During discussions at the Ischia meeting, he says, it emerged that some groups in China and Japan had reproduced the results, including the drop in electrical resistance and the Meissner effect. Bianconi will not say who the groups are, explaining that they want to delay announcing their results until Eremets and colleagues have published their findings in a peer-reviewed journal (the papers are available in the arXiv online repository).
Katsuya Shimizu, a physicist at Osaka University in Japan, says that he and his colleagues have confirmed the 190 K electrical transition, using their own refrigerator to hold several samples and cells provided by Eremets.
And Schuller argues that the Mainz group should do further checks to make sure that they have not overlooked "an uncontrolled artefact," such as background noise picked up during the delicate measurements of magnetization.

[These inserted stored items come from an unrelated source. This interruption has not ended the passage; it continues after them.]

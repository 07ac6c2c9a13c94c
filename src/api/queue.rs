use std::collections::VecDeque;
use std::rc::Rc;

use smallvec::SmallVec;

use crate::render::TransitionDirective;

use super::request::{RequestHandle, TransitionRequest};

/// One not-yet-started transition awaiting dispatch.
pub(super) struct QueuedTransition {
    pub(super) directive: TransitionDirective,
    pub(super) request: Rc<RequestHandle>,
}

/// Ordered pending transitions for one chart instance.
///
/// Granularity is per transition: an immediate request displaces the
/// untransitioned tail of an in-flight request without touching the
/// renderer call currently executing.
#[derive(Default)]
pub(super) struct TransitionQueue {
    items: VecDeque<QueuedTransition>,
}

impl TransitionQueue {
    /// Appends the request's transitions in order.
    ///
    /// An immediate request first discards every pending item; the distinct
    /// requests those items belonged to are returned so the controller can
    /// emit one interruption notification and rejection per displaced
    /// request, strictly in displacement order.
    pub(super) fn enqueue(
        &mut self,
        request: TransitionRequest,
    ) -> SmallVec<[Rc<RequestHandle>; 2]> {
        let displaced = if request.immediate {
            self.discard_pending()
        } else {
            SmallVec::new()
        };

        let TransitionRequest {
            directives, handle, ..
        } = request;
        for directive in directives {
            self.items.push_back(QueuedTransition {
                directive,
                request: Rc::clone(&handle),
            });
        }

        displaced
    }

    pub(super) fn dequeue_next(&mut self) -> Option<QueuedTransition> {
        self.items.pop_front()
    }

    /// Drops every pending item belonging to `request`; used when a
    /// renderer failure skips the remainder of a request.
    pub(super) fn discard_request(&mut self, request: &Rc<RequestHandle>) {
        self.items
            .retain(|item| !Rc::ptr_eq(&item.request, request));
    }

    pub(super) fn len(&self) -> usize {
        self.items.len()
    }

    pub(super) fn is_empty(&self) -> bool {
        self.items.is_empty()
    }

    fn discard_pending(&mut self) -> SmallVec<[Rc<RequestHandle>; 2]> {
        let mut displaced: SmallVec<[Rc<RequestHandle>; 2]> = SmallVec::new();
        for item in self.items.drain(..) {
            if !displaced
                .iter()
                .any(|request| Rc::ptr_eq(request, &item.request))
            {
                displaced.push(item.request);
            }
        }
        displaced
    }
}

#[cfg(test)]
mod tests {
    use std::rc::Rc;

    use crate::core::TransitionOptions;
    use crate::render::TransitionDirective;

    use super::super::request::TransitionRequest;
    use super::TransitionQueue;

    fn directives(count: usize) -> Vec<TransitionDirective> {
        (0..count)
            .map(|index| TransitionDirective {
                data: Some(vec![serde_json::json!(index)]),
                layout: None,
                traces: None,
                options: TransitionOptions::default(),
            })
            .collect()
    }

    #[test]
    fn append_preserves_submission_order_across_requests() {
        let mut queue = TransitionQueue::default();
        let (first, _rx1) = TransitionRequest::new(directives(2), false);
        let (second, _rx2) = TransitionRequest::new(directives(1), false);

        assert!(queue.enqueue(first).is_empty());
        assert!(queue.enqueue(second).is_empty());
        assert_eq!(queue.len(), 3);

        let mut order = Vec::new();
        while let Some(item) = queue.dequeue_next() {
            order.push(item.directive.data);
        }
        assert_eq!(
            order,
            [
                Some(vec![serde_json::json!(0)]),
                Some(vec![serde_json::json!(1)]),
                Some(vec![serde_json::json!(0)]),
            ]
        );
    }

    #[test]
    fn immediate_enqueue_displaces_each_pending_request_once() {
        let mut queue = TransitionQueue::default();
        let (first, _rx1) = TransitionRequest::new(directives(2), false);
        let (second, _rx2) = TransitionRequest::new(directives(2), false);
        let first_handle = Rc::clone(&first.handle);
        let second_handle = Rc::clone(&second.handle);

        let _ = queue.enqueue(first);
        let _ = queue.enqueue(second);

        let (immediate, _rx3) = TransitionRequest::new(directives(1), true);
        let displaced = queue.enqueue(immediate);

        assert_eq!(displaced.len(), 2);
        assert!(Rc::ptr_eq(&displaced[0], &first_handle));
        assert!(Rc::ptr_eq(&displaced[1], &second_handle));
        assert_eq!(queue.len(), 1);
    }

    #[test]
    fn discard_request_drops_only_that_requests_items() {
        let mut queue = TransitionQueue::default();
        let (first, _rx1) = TransitionRequest::new(directives(2), false);
        let (second, _rx2) = TransitionRequest::new(directives(1), false);
        let first_handle = Rc::clone(&first.handle);

        let _ = queue.enqueue(first);
        let _ = queue.enqueue(second);

        queue.discard_request(&first_handle);
        assert_eq!(queue.len(), 1);
        let survivor = queue.dequeue_next().expect("second request remains");
        assert!(!Rc::ptr_eq(&survivor.request, &first_handle));
    }
}
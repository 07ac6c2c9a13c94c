use std::cell::{Cell, RefCell};
use std::rc::Rc;

use futures::channel::oneshot;

use crate::error::AnimationResult;
use crate::render::TransitionDirective;

/// The unit of scheduling: one caller invocation's resolved transition
/// sequence, its interruption flag, and the completion channel bound to
/// the originating call.
pub(super) struct TransitionRequest {
    pub(super) directives: Vec<TransitionDirective>,
    pub(super) immediate: bool,
    pub(super) handle: Rc<RequestHandle>,
}

impl TransitionRequest {
    pub(super) fn new(
        directives: Vec<TransitionDirective>,
        immediate: bool,
    ) -> (Self, oneshot::Receiver<AnimationResult<()>>) {
        let (sender, receiver) = oneshot::channel();
        let handle = Rc::new(RequestHandle {
            completion: RefCell::new(Some(sender)),
            remaining: Cell::new(directives.len()),
        });
        (
            Self {
                directives,
                immediate,
                handle,
            },
            receiver,
        )
    }
}

/// Shared completion bookkeeping for one request.
///
/// Queue items and the runner hold `Rc` clones of the handle; whichever
/// path settles first wins and later settlements are ignored.
pub(super) struct RequestHandle {
    completion: RefCell<Option<oneshot::Sender<AnimationResult<()>>>>,
    /// Transitions of this request not yet finished by the runner.
    remaining: Cell<usize>,
}

impl RequestHandle {
    /// Settles the caller future exactly once.
    ///
    /// The receiver may already be dropped by a caller that lost interest;
    /// completion is best-effort.
    pub(super) fn settle(&self, result: AnimationResult<()>) {
        if let Some(sender) = self.completion.borrow_mut().take() {
            let _ = sender.send(result);
        }
    }

    /// Marks one transition finished; returns `true` when it was the last.
    pub(super) fn finish_one(&self) -> bool {
        let remaining = self.remaining.get().saturating_sub(1);
        self.remaining.set(remaining);
        remaining == 0
    }
}
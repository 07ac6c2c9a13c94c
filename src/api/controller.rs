use std::cell::RefCell;
use std::rc::Rc;

use tracing::debug;

use crate::core::{Frame, FrameDefinition, FrameStore};
use crate::render::TransitionRenderer;

use super::events::EventSink;
use super::queue::TransitionQueue;
use super::request::RequestHandle;

/// Scheduling phase of one chart instance.
#[derive(Debug, Clone, Copy, PartialEq, Eq)]
pub(super) enum Phase {
    Idle,
    Running,
}

/// Mutable per-instance scheduling state.
///
/// All mutation happens synchronously between renderer awaits; no borrow
/// is ever held across a suspension point.
pub(super) struct AnimationState {
    pub(super) queue: TransitionQueue,
    pub(super) phase: Phase,
    /// True while some caller future owns the drain loop.
    pub(super) draining: bool,
    /// Request whose transition the renderer is currently executing.
    pub(super) current: Option<Rc<RequestHandle>>,
}

impl AnimationState {
    fn new() -> Self {
        Self {
            queue: TransitionQueue::default(),
            phase: Phase::Idle,
            draining: false,
            current: None,
        }
    }
}

/// Per-chart-instance animation facade and state machine.
///
/// The controller owns the frame store and the transition queue for one
/// chart instance; instances are fully independent. It schedules
/// [`animate`] and [`transition`] calls onto a single logical timeline:
/// requests execute in the order they became eligible, exactly one
/// renderer transition is in flight at any moment, and lifecycle events
/// are delivered through the injected [`EventSink`] strictly before the
/// corresponding caller future settles.
///
/// [`animate`]: AnimationController::animate
/// [`transition`]: AnimationController::transition
pub struct AnimationController<R: TransitionRenderer, S: EventSink> {
    pub(super) renderer: R,
    pub(super) sink: S,
    pub(super) frames: RefCell<FrameStore>,
    pub(super) state: RefCell<AnimationState>,
}

impl<R: TransitionRenderer, S: EventSink> AnimationController<R, S> {
    #[must_use]
    pub fn new(renderer: R, sink: S) -> Self {
        Self {
            renderer,
            sink,
            frames: RefCell::new(FrameStore::new()),
            state: RefCell::new(AnimationState::new()),
        }
    }

    /// Upserts frame definitions into this instance's store.
    ///
    /// No rendering side effects; running animations keep the frames they
    /// resolved at enqueue time.
    pub fn add_frames(&self, definitions: Vec<FrameDefinition>) {
        debug!(count = definitions.len(), "add frames");
        self.frames.borrow_mut().add_frames(definitions);
    }

    #[must_use]
    pub fn renderer(&self) -> &R {
        &self.renderer
    }

    #[must_use]
    pub fn sink(&self) -> &S {
        &self.sink
    }

    /// Snapshot of a stored frame, if present.
    #[must_use]
    pub fn frame(&self, name: &str) -> Option<Frame> {
        self.frames.borrow().frame(name).cloned()
    }

    #[must_use]
    pub fn frame_count(&self) -> usize {
        self.frames.borrow().frame_count()
    }

    /// Member frame names of `group`, in first-submission order.
    #[must_use]
    pub fn group(&self, group: &str) -> Option<Vec<String>> {
        self.frames.borrow().group(group).map(<[String]>::to_vec)
    }

    /// True when no request is executing and nothing is queued.
    #[must_use]
    pub fn is_idle(&self) -> bool {
        self.state.borrow().phase == Phase::Idle
    }

    /// Number of queued, not-yet-started transitions.
    #[must_use]
    pub fn pending_transitions(&self) -> usize {
        self.state.borrow().queue.len()
    }
}
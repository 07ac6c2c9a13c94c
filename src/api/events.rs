use std::cell::RefCell;

/// Lifecycle notification delivered at a state-machine transition point.
#[derive(Debug, Clone, Copy, PartialEq, Eq)]
pub enum AnimationEvent {
    /// The queue left the idle state.
    Animating,
    /// The queue drained back to empty.
    Animated,
    /// Emitted immediately before each renderer transition call.
    Transitioning,
    /// Emitted immediately after each successful renderer transition call.
    Transitioned,
    /// A queued request was displaced by an immediate request.
    AnimationInterrupted,
}

impl AnimationEvent {
    /// Wire name used by host event buses.
    #[must_use]
    pub fn as_str(self) -> &'static str {
        match self {
            Self::Animating => "animating",
            Self::Animated => "animated",
            Self::Transitioning => "transitioning",
            Self::Transitioned => "transitioned",
            Self::AnimationInterrupted => "animationinterrupted",
        }
    }
}

/// Injectable notification seam for lifecycle events.
///
/// Implementations must be fire-and-forget: the controller delivers events
/// synchronously at state transitions, strictly before the corresponding
/// caller future settles, and never awaits the sink.
pub trait EventSink {
    fn notify(&self, event: AnimationEvent);
}

/// Sink for hosts that do not observe lifecycle events.
#[derive(Debug, Clone, Copy, Default)]
pub struct NullSink;

impl EventSink for NullSink {
    fn notify(&self, _event: AnimationEvent) {}
}

/// Records events in delivery order; used by tests and diagnostics to
/// assert event/future ordering independently of renderer completion.
#[derive(Debug, Default)]
pub struct RecordingSink {
    events: RefCell<Vec<AnimationEvent>>,
}

impl RecordingSink {
    #[must_use]
    pub fn new() -> Self {
        Self::default()
    }

    #[must_use]
    pub fn events(&self) -> Vec<AnimationEvent> {
        self.events.borrow().clone()
    }

    #[must_use]
    pub fn count(&self, event: AnimationEvent) -> usize {
        self.events
            .borrow()
            .iter()
            .filter(|recorded| **recorded == event)
            .count()
    }
}

impl EventSink for RecordingSink {
    fn notify(&self, event: AnimationEvent) {
        self.events.borrow_mut().push(event);
    }
}

#[cfg(test)]
mod tests {
    use super::{AnimationEvent, EventSink, RecordingSink};

    #[test]
    fn wire_names_match_host_event_bus_vocabulary() {
        assert_eq!(AnimationEvent::Animating.as_str(), "animating");
        assert_eq!(AnimationEvent::Animated.as_str(), "animated");
        assert_eq!(AnimationEvent::Transitioning.as_str(), "transitioning");
        assert_eq!(AnimationEvent::Transitioned.as_str(), "transitioned");
        assert_eq!(
            AnimationEvent::AnimationInterrupted.as_str(),
            "animationinterrupted"
        );
    }

    #[test]
    fn recording_sink_preserves_delivery_order() {
        let sink = RecordingSink::new();
        sink.notify(AnimationEvent::Animating);
        sink.notify(AnimationEvent::Transitioning);
        sink.notify(AnimationEvent::Transitioned);
        sink.notify(AnimationEvent::Animated);

        assert_eq!(
            sink.events(),
            [
                AnimationEvent::Animating,
                AnimationEvent::Transitioning,
                AnimationEvent::Transitioned,
                AnimationEvent::Animated,
            ]
        );
        assert_eq!(sink.count(AnimationEvent::Animated), 1);
    }
}
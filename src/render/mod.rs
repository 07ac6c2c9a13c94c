mod null_renderer;

pub use null_renderer::NullTransitionRenderer;

use futures::future::LocalBoxFuture;
use serde_json::Value;

use crate::core::TransitionOptions;
use crate::error::AnimationResult;

/// Fully resolved input for one renderer transition call.
#[derive(Debug, Clone, PartialEq)]
pub struct TransitionDirective {
    /// One patch value per affected trace, in `traces` order.
    pub data: Option<Vec<Value>>,
    pub layout: Option<Value>,
    /// Trace indices the data patch applies to; `None` means every trace.
    pub traces: Option<Vec<usize>>,
    pub options: TransitionOptions,
}

/// Contract implemented by any rendering backend.
///
/// The engine awaits the returned future before dispatching the next
/// transition, so backends own interpolation, elapsed-time handling and
/// redraw behavior. Exactly one transition future is in flight per
/// controller at any moment.
pub trait TransitionRenderer {
    fn transition(&self, directive: TransitionDirective) -> LocalBoxFuture<'_, AnimationResult<()>>;
}
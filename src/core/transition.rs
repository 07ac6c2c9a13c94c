use serde::{Deserialize, Serialize};

/// Easing curve vocabulary forwarded, opaque, to the renderer.
#[derive(Debug, Clone, Copy, PartialEq, Eq, Default, Serialize, Deserialize)]
#[serde(rename_all = "kebab-case")]
pub enum Easing {
    Linear,
    QuadIn,
    QuadOut,
    QuadInOut,
    CubicIn,
    CubicOut,
    #[default]
    CubicInOut,
    ElasticInOut,
    BounceInOut,
}

impl Easing {
    /// Wire name of the curve (`"cubic-in-out"`, ...).
    #[must_use]
    pub fn as_str(self) -> &'static str {
        match self {
            Self::Linear => "linear",
            Self::QuadIn => "quad-in",
            Self::QuadOut => "quad-out",
            Self::QuadInOut => "quad-in-out",
            Self::CubicIn => "cubic-in",
            Self::CubicOut => "cubic-out",
            Self::CubicInOut => "cubic-in-out",
            Self::ElasticInOut => "elastic-in-out",
            Self::BounceInOut => "bounce-in-out",
        }
    }
}

/// Timing and interpolation parameters for one renderer transition call.
///
/// The scheduling engine never interprets these values; the renderer is
/// solely responsible for honoring elapsed time and redraw behavior.
#[derive(Debug, Clone, PartialEq, Serialize, Deserialize)]
#[serde(default)]
pub struct TransitionOptions {
    /// Total per-frame duration in milliseconds, including the transition.
    pub frame_duration: f64,
    /// Interpolation duration in milliseconds.
    pub transition_duration: f64,
    pub ease: Easing,
    /// Whether the renderer should perform a full redraw once the
    /// transition lands.
    pub redraw: bool,
}

impl Default for TransitionOptions {
    fn default() -> Self {
        Self {
            frame_duration: 500.0,
            transition_duration: 500.0,
            ease: Easing::CubicInOut,
            redraw: true,
        }
    }
}

impl TransitionOptions {
    #[must_use]
    pub fn with_frame_duration(mut self, milliseconds: f64) -> Self {
        self.frame_duration = milliseconds;
        self
    }

    #[must_use]
    pub fn with_transition_duration(mut self, milliseconds: f64) -> Self {
        self.transition_duration = milliseconds;
        self
    }

    #[must_use]
    pub fn with_ease(mut self, ease: Easing) -> Self {
        self.ease = ease;
        self
    }

    #[must_use]
    pub fn with_redraw(mut self, redraw: bool) -> Self {
        self.redraw = redraw;
        self
    }
}

/// Caller-supplied transition options for a multi-frame animation.
///
/// Options are resolved once per request: a uniform value applies to every
/// frame; a per-frame list uses `options[i]` for position `i`, falling back
/// to `options[0]` when the list is shorter than the frame sequence.
#[derive(Debug, Clone, PartialEq, Serialize, Deserialize)]
#[serde(untagged)]
pub enum TransitionPlan {
    Uniform(TransitionOptions),
    PerFrame(Vec<TransitionOptions>),
}

impl Default for TransitionPlan {
    fn default() -> Self {
        Self::Uniform(TransitionOptions::default())
    }
}

impl From<TransitionOptions> for TransitionPlan {
    fn from(options: TransitionOptions) -> Self {
        Self::Uniform(options)
    }
}

impl From<Vec<TransitionOptions>> for TransitionPlan {
    fn from(options: Vec<TransitionOptions>) -> Self {
        Self::PerFrame(options)
    }
}

impl TransitionPlan {
    /// Options applying to the frame at `index`.
    ///
    /// An empty per-frame list behaves like defaults for every position.
    #[must_use]
    pub fn options_for(&self, index: usize) -> TransitionOptions {
        match self {
            Self::Uniform(options) => options.clone(),
            Self::PerFrame(list) => list
                .get(index)
                .or_else(|| list.first())
                .cloned()
                .unwrap_or_default(),
        }
    }
}

#[cfg(test)]
mod tests {
    use super::{Easing, TransitionOptions, TransitionPlan};

    #[test]
    fn default_options_match_supply_defaults() {
        let options = TransitionOptions::default();
        assert_eq!(options.frame_duration, 500.0);
        assert_eq!(options.transition_duration, 500.0);
        assert_eq!(options.ease, Easing::CubicInOut);
        assert!(options.redraw);
    }

    #[test]
    fn provided_values_pass_through_deserialization() {
        let options: TransitionOptions = serde_json::from_value(serde_json::json!({
            "frame_duration": 200.0,
            "transition_duration": 100.0,
            "ease": "quad-in-out",
            "redraw": false
        }))
        .expect("valid options document");

        assert_eq!(options.frame_duration, 200.0);
        assert_eq!(options.transition_duration, 100.0);
        assert_eq!(options.ease, Easing::QuadInOut);
        assert!(!options.redraw);
    }

    #[test]
    fn partial_document_fills_remaining_defaults() {
        let options: TransitionOptions =
            serde_json::from_value(serde_json::json!({ "transition_duration": 80.0 }))
                .expect("valid options document");

        assert_eq!(options.transition_duration, 80.0);
        assert_eq!(options.frame_duration, 500.0);
        assert_eq!(options.ease, Easing::CubicInOut);
    }

    #[test]
    fn uniform_plan_applies_to_every_position() {
        let plan = TransitionPlan::from(TransitionOptions::default().with_transition_duration(1.5));
        assert_eq!(plan.options_for(0).transition_duration, 1.5);
        assert_eq!(plan.options_for(7).transition_duration, 1.5);
    }

    #[test]
    fn short_per_frame_plan_pads_from_first_entry() {
        let plan = TransitionPlan::from(vec![
            TransitionOptions::default().with_transition_duration(1.123),
        ]);
        assert_eq!(plan.options_for(0).transition_duration, 1.123);
        assert_eq!(plan.options_for(1).transition_duration, 1.123);
    }

    #[test]
    fn per_frame_plan_uses_positional_entries() {
        let plan = TransitionPlan::from(vec![
            TransitionOptions::default().with_transition_duration(1.123),
            TransitionOptions::default().with_transition_duration(1.456),
        ]);
        assert_eq!(plan.options_for(0).transition_duration, 1.123);
        assert_eq!(plan.options_for(1).transition_duration, 1.456);
    }

    #[test]
    fn empty_per_frame_plan_falls_back_to_defaults() {
        let plan = TransitionPlan::PerFrame(Vec::new());
        assert_eq!(plan.options_for(0), TransitionOptions::default());
    }

    #[test]
    fn easing_serializes_to_kebab_case() {
        let value = serde_json::to_value(Easing::CubicInOut).expect("serialize easing");
        assert_eq!(value, serde_json::json!("cubic-in-out"));
        assert_eq!(Easing::ElasticInOut.as_str(), "elastic-in-out");
    }
}
use thiserror::Error;

pub type AnimationResult<T> = Result<T, AnimationError>;

#[derive(Debug, Error)]
pub enum AnimationError {
    #[error("no frame or group named {name:?}")]
    NotFound { name: String },

    #[error("animation interrupted before completion")]
    Interrupted,

    #[error("renderer transition failed: {0}")]
    Renderer(String),
}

Eremets and his colleagues propose that the superconductivity is likely to originate in the vibrations of the crystal lattice of H3S, which is created when hydrogen sulfide is compressed. These vibrations bind electrons together in pairs that then move through the lattice without resistance, as described by the Bardeen–Cooper–Schrieffer (BCS) theory that holds true for conventional, low-temperature superconductors.
If so, they point out, other hydrogen compounds might then superconduct at even higher temperatures, and possibly even at room temperature, given that the BCS theory does not place any upper limit on the superconducting transition.
Some theorists, however, are not sure that BCS theory is the correct interpretation. "The question of where the high critical temperature comes from is still wide open in my opinion," says theoretical physicist Jorge Hirsch at the University of California, San Diego.